Performance of US teaching hospitals: a panel analysis of cost inefficiency.

作者信息

Rosko Michael D

机构信息

Graduate Program Health and Medical Services Administration, School of Business Administration, Widener University, Chester, PA 19013, USA.

出版信息

Health Care Manag Sci. 2004 Feb;7(1):7-16. doi: 10.1023/b:hcms.0000005393.24012.1c.

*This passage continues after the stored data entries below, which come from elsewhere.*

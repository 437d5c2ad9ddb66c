use crate::fetcher::types::{Charset, PageResponse};
use encoding_rs::Encoding;
use regex::Regex;
use reqwest::StatusCode;
use std::sync::LazyLock;
use tracing::warn;
use url::Url;

/// Only the head of the document is searched for a declared charset.
const SNIFF_LEN: usize = 4096;

static HEADER_CHARSET: LazyLock<Regex> =
    LazyLock::new(|| Regex::new(r#"(?i)charset\s*=\s*["']?([^"'\s;]+)"#).unwrap());

// <meta charset="..."> first, then the http-equiv form.
static META_CHARSETS: LazyLock<[Regex; 2]> = LazyLock::new(|| {
    [
        Regex::new(r#"(?i)<meta\s+[^>]*?charset\s*=\s*["']?([^"'\s/>]+)"#).unwrap(),
        Regex::new(r#"(?i)<meta\s+[^>]*?http-equiv\s*=\s*["']?content-type["']?[^>]*?content\s*=\s*["']?[^"'>]*?charset\s*=\s*([^"'\s;/>]+)"#).unwrap(),
    ]
});

pub fn process_response(
    url_final: Url,
    status: StatusCode,
    body_bytes: &[u8],
    content_type: &str,
) -> PageResponse {
    let charset = detect_charset(content_type, body_bytes);
    let body_utf8 = decode_to_utf8(body_bytes, &charset);

    PageResponse {
        url_final,
        status,
        body_utf8,
        charset,
    }
}

fn declared_encoding(re: &Regex, haystack: &str) -> Option<&'static Encoding> {
    let label = re.captures(haystack)?.get(1)?.as_str().to_lowercase();
    Encoding::for_label(label.as_bytes())
}

fn detect_charset(content_type: &str, body_bytes: &[u8]) -> Charset {
    if let Some(encoding) = declared_encoding(&HEADER_CHARSET, content_type) {
        return Charset::from_encoding(encoding);
    }

    let head = &body_bytes[..body_bytes.len().min(SNIFF_LEN)];
    let head_str = String::from_utf8_lossy(head);
    if let Some(encoding) = META_CHARSETS
        .iter()
        .find_map(|re| declared_encoding(re, &head_str))
    {
        return Charset::from_encoding(encoding);
    }

    let mut detector = chardetng::EncodingDetector::new();
    detector.feed(head, false);
    Charset::from_encoding(detector.guess(None, true))
}

/// Malformed sequences become U+FFFD; the rest of the page stays usable.
fn decode_to_utf8(body_bytes: &[u8], charset: &Charset) -> String {
    let encoding = match charset {
        Charset::Utf8 => encoding_rs::UTF_8,
        Charset::Windows1252 => encoding_rs::WINDOWS_1252,
        Charset::Other(name) => Encoding::for_label(name.as_bytes()).unwrap_or(encoding_rs::UTF_8),
    };

    let (decoded, _encoding, had_errors) = encoding.decode(body_bytes);

    if had_errors {
        warn!(
            encoding = encoding.name(),
            "body has bytes outside its declared charset, replaced"
        );
    }

    decoded.into_owned()
}
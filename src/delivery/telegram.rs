use async_trait::async_trait;
use reqwest::{Client, ClientBuilder};
use serde::{Deserialize, Serialize};
use std::time::Duration;
use tracing::{debug, instrument};
use url::Url;

use crate::config::TelegramConfig;
use crate::delivery::{Deliverer, DeliveryError};

const SEND_TIMEOUT: Duration = Duration::from_secs(10);
const PARSE_MODE: &str = "HTML";

#[derive(Debug, Serialize)]
struct SendMessage<'a> {
    chat_id: &'a str,
    text: &'a str,
    parse_mode: &'a str,
}

/// The subset of a Bot API reply we look at.
#[derive(Debug, Deserialize)]
struct ApiReply {
    ok: bool,
    #[serde(default)]
    description: Option<String>,
}

/// Posts reports through the Telegram Bot API `sendMessage` method.
#[derive(Clone)]
pub struct TelegramDeliverer {
    client: Client,
    endpoint: Url,
    chat_id: String,
}

// The endpoint embeds the bot token; keep it out of Debug output.
impl std::fmt::Debug for TelegramDeliverer {
    fn fmt(&self, f: &mut std::fmt::Formatter<'_>) -> std::fmt::Result {
        f.debug_struct("TelegramDeliverer")
            .field("chat_id", &self.chat_id)
            .finish_non_exhaustive()
    }
}

impl TelegramDeliverer {
    pub fn new(cfg: &TelegramConfig) -> Result<Self, DeliveryError> {
        // Not Url::join: the token contains ':' and would parse as a scheme.
        let mut endpoint = cfg.api_base.clone();
        endpoint
            .path_segments_mut()
            .map_err(|_| DeliveryError::Client(format!("{} cannot be a base", cfg.api_base)))?
            .pop_if_empty()
            .push(&format!("bot{}", cfg.token))
            .push("sendMessage");
        let client = ClientBuilder::new()
            .timeout(SEND_TIMEOUT)
            .build()
            .map_err(|e| DeliveryError::Client(e.to_string()))?;

        Ok(Self {
            client,
            endpoint,
            chat_id: cfg.chat_id.clone(),
        })
    }
}

#[async_trait]
impl Deliverer for TelegramDeliverer {
    #[instrument(skip_all, fields(chat_id = %self.chat_id))]
    async fn deliver(&self, text: &str) -> Result<(), DeliveryError> {
        let form = SendMessage {
            chat_id: &self.chat_id,
            text,
            parse_mode: PARSE_MODE,
        };

        let response = self
            .client
            .post(self.endpoint.clone())
            .form(&form)
            .send()
            .await
            .map_err(|e| DeliveryError::Transport(e.without_url().to_string()))?;

        let status = response.status();
        let body = response
            .text()
            .await
            .map_err(|e| DeliveryError::Transport(e.without_url().to_string()))?;
        let reply = serde_json::from_str::<ApiReply>(&body).ok();

        match reply {
            Some(ApiReply { ok: true, .. }) if status.is_success() => {
                debug!("message accepted");
                Ok(())
            }
            Some(ApiReply { description, .. }) => Err(DeliveryError::Rejected {
                status,
                description: description.unwrap_or_else(|| "no description".to_string()),
            }),
            None if status.is_success() => Ok(()),
            None => Err(DeliveryError::Rejected {
                status,
                description: body.chars().take(200).collect(),
            }),
        }
    }
}
//! The scan/deliver loop.

use std::{sync::Arc, time::Duration};

use tokio::time::sleep;
use tokio_util::sync::CancellationToken;
use tracing::{Instrument, error, info, info_span, warn};
use uuid::Uuid;

use crate::config::{Config, LeagueSource};
use crate::delivery::Deliverer;
use crate::extractor::{
    KeywordStatsExtractor, ListingExtractor, MatchListExtractor, StatsExtractor,
};
use crate::fetcher::PageSource;
use crate::report::{Report, ReportLanguage};
use crate::scan;

/// Dispatcher settings
#[derive(Clone, Debug)]
pub struct DispatchConfig {
    pub sources: Vec<LeagueSource>,
    pub max_matches_per_source: usize,
    pub throttle: Duration,
    pub cycle_interval: Duration,
    pub language: ReportLanguage,
}

impl Default for DispatchConfig {
    fn default() -> Self {
        Self {
            sources: crate::config::default_sources(),
            max_matches_per_source: 8,
            throttle: Duration::from_millis(1500),
            cycle_interval: Duration::from_secs(300), // 5 minutes
            language: ReportLanguage::default(),
        }
    }
}

impl From<&Config> for DispatchConfig {
    fn from(config: &Config) -> Self {
        Self {
            sources: config.sources().to_vec(),
            max_matches_per_source: config.max_matches_per_source(),
            throttle: config.throttle(),
            cycle_interval: config.cycle_interval(),
            language: config.report_language(),
        }
    }
}

/// What one pass over the sources did.
#[derive(Clone, Copy, Debug, Default, PartialEq, Eq)]
pub struct CycleSummary {
    pub sources_scanned: usize,
    pub matches_found: usize,
    pub reports_composed: usize,
    pub reports_delivered: usize,
    pub delivery_failures: usize,
}

impl CycleSummary {
    pub fn found_any(&self) -> bool {
        self.matches_found > 0
    }
}

/// Walks the configured leagues, composes a report per match and hands it to
/// the deliverer, one call at a time.
pub struct Dispatcher {
    config: DispatchConfig,
    fetcher: Arc<dyn PageSource>,
    deliverer: Arc<dyn Deliverer>,
    listing: Arc<dyn MatchListExtractor>,
    stats: Arc<dyn StatsExtractor>,
}

impl Dispatcher {
    pub fn new(
        config: DispatchConfig,
        fetcher: Arc<dyn PageSource>,
        deliverer: Arc<dyn Deliverer>,
    ) -> Self {
        Self {
            config,
            fetcher,
            deliverer,
            listing: Arc::new(ListingExtractor::default()),
            stats: Arc::new(KeywordStatsExtractor::default()),
        }
    }

    /// Swap the page parsers, e.g. after a site redesign.
    pub fn with_extractors(
        mut self,
        listing: Arc<dyn MatchListExtractor>,
        stats: Arc<dyn StatsExtractor>,
    ) -> Self {
        self.listing = listing;
        self.stats = stats;
        self
    }

    pub fn config(&self) -> &DispatchConfig {
        &self.config
    }

    /// One pass over every source. Never fails: fetch problems show up as
    /// empty leagues and delivery problems as `delivery_failures`.
    pub async fn run_cycle(&self) -> CycleSummary {
        let mut summary = CycleSummary::default();

        for source in &self.config.sources {
            summary.sources_scanned += 1;
            let matches =
                scan::league_matches(self.fetcher.as_ref(), self.listing.as_ref(), source).await;
            if matches.is_empty() {
                continue;
            }
            summary.matches_found += matches.len();

            for m in matches.iter().take(self.config.max_matches_per_source) {
                let stats = scan::match_stats(
                    self.fetcher.as_ref(),
                    self.stats.as_ref(),
                    m.detail_link.as_deref(),
                )
                .await;
                let report = Report::now(m, &stats, self.config.language);
                summary.reports_composed += 1;

                match self.deliverer.deliver(&report.text).await {
                    Ok(()) => {
                        summary.reports_delivered += 1;
                        info!(
                            league = %source.name,
                            home = %m.home,
                            away = %m.away,
                            trend = report.trend.as_str(),
                            "report delivered"
                        );
                    }
                    Err(e) => {
                        summary.delivery_failures += 1;
                        warn!(
                            league = %source.name,
                            home = %m.home,
                            away = %m.away,
                            "report delivery failed: {e}"
                        );
                    }
                }

                sleep(self.config.throttle).await;
            }
        }

        if !summary.found_any() {
            info!("No matches found in the watched leagues right now");
        }
        summary
    }

    /// Run cycles until `shutdown` is cancelled.
    ///
    /// Each cycle runs in its own task so a panic inside an extractor or a
    /// deliverer costs that cycle only.
    pub async fn run(self: Arc<Self>, shutdown: CancellationToken) {
        let run_id = Uuid::new_v4();
        info!(
            "Starting dispatcher {} - sources: {}, cap: {}, throttle: {}ms, interval: {}s",
            run_id,
            self.config.sources.len(),
            self.config.max_matches_per_source,
            self.config.throttle.as_millis(),
            self.config.cycle_interval.as_secs()
        );

        let mut cycle: u64 = 0;
        loop {
            cycle += 1;
            let this = Arc::clone(&self);
            let mut task = tokio::spawn(
                async move { this.run_cycle().await }
                    .instrument(info_span!("cycle", run = %run_id, n = cycle)),
            );

            tokio::select! {
                _ = shutdown.cancelled() => {
                    task.abort();
                    info!("Shutdown requested during cycle {}", cycle);
                    break;
                }
                joined = &mut task => match joined {
                    Ok(summary) => info!(
                        cycle,
                        sources = summary.sources_scanned,
                        matches = summary.matches_found,
                        delivered = summary.reports_delivered,
                        failed = summary.delivery_failures,
                        "cycle finished"
                    ),
                    Err(e) if e.is_panic() => error!("Cycle {} abandoned after a panic: {}", cycle, e),
                    Err(e) => error!("Cycle {} did not complete: {}", cycle, e),
                },
            }

            info!(
                "Waiting {}s before the next scan",
                self.config.cycle_interval.as_secs()
            );
            tokio::select! {
                _ = shutdown.cancelled() => {
                    info!("Shutdown requested while idle");
                    break;
                }
                _ = sleep(self.config.cycle_interval) => {}
            }
        }

        info!("Dispatcher stopped after {} cycle(s)", cycle);
    }
}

DOI:10.1023/b:hcms.0000005393.24012.1c
PMID:14977089
Abstract

This research summarizes an analysis of the impact of environment pressures on hospital inefficiency during the period 1990-1999. The panel design included 616 hospitals. Of these, 211 were academic medical centers and 415 were hospitals with smaller teaching programs. The primary sources of data were the American Hospital Association's Annual Survey of Hospitals and Medicare Cost Reports. Hospital inefficiency was estimated by a regression technique called stochastic frontier analysis. This technique estimates a "best practice cost frontier" for each hospital that is based on the hospital's outputs and input prices. The cost efficiency of each hospital was defined as the ratio of the stochastic frontier total costs to observed total costs. Average inefficiency declined from 14.35% in 1990 to 11.42% in 1998. It increased to 11.78% in 1999. Decreases in inefficiency were associated with the HMO penetration rate and time. Increases in inefficiency were associated with for-profit ownership status and Medicare share of admissions. The implementation of the provisions of the Balanced Budget Act of 1997 was followed by a small decrease in average hospital inefficiency. Analysis found that the SFA results were moderately sensitive to the specification of the teaching output variable. Thus, although the SFA technique can be useful for detecting differences in inefficiency between groups of hospitals (i.e., those with high versus those with low Medicare shares or for-profit versus not-for-profit hospitals), its relatively low precision indicates it should not be used for exact estimates of the magnitude of differences associated with inefficiency-effects variables.

摘要

本研究总结了对1990 - 1999年期间环境压力对医院效率低下影响的分析。面板设计包括616家医院。其中,211家是学术医疗中心,415家是教学项目规模较小的医院。数据的主要来源是美国医院协会的年度医院调查和医疗保险成本报告。医院效率低下是通过一种称为随机前沿分析的回归技术来估计的。该技术为每家医院估计一个基于医院产出和投入价格的“最佳实践成本前沿”。每家医院的成本效率定义为随机前沿总成本与观察到的总成本之比。平均无效率从1990年的14.35%下降到1998年的11.42%。1999年又升至11.78%。无效率的降低与健康维护组织(HMO)渗透率和时间有关。无效率的增加与营利性所有权状态和医疗保险入院份额有关。1997年《平衡预算法案》条款的实施之后,医院平均无效率略有下降。分析发现,随机前沿分析(SFA)结果对教学产出变量的设定适度敏感。因此,虽然SFA技术可用于检测不同医院组之间(即医疗保险份额高的医院与医疗保险份额低的医院,或营利性医院与非营利性医院)无效率的差异,但其相对较低的精度表明它不应被用于精确估计与无效率效应变量相关的差异幅度。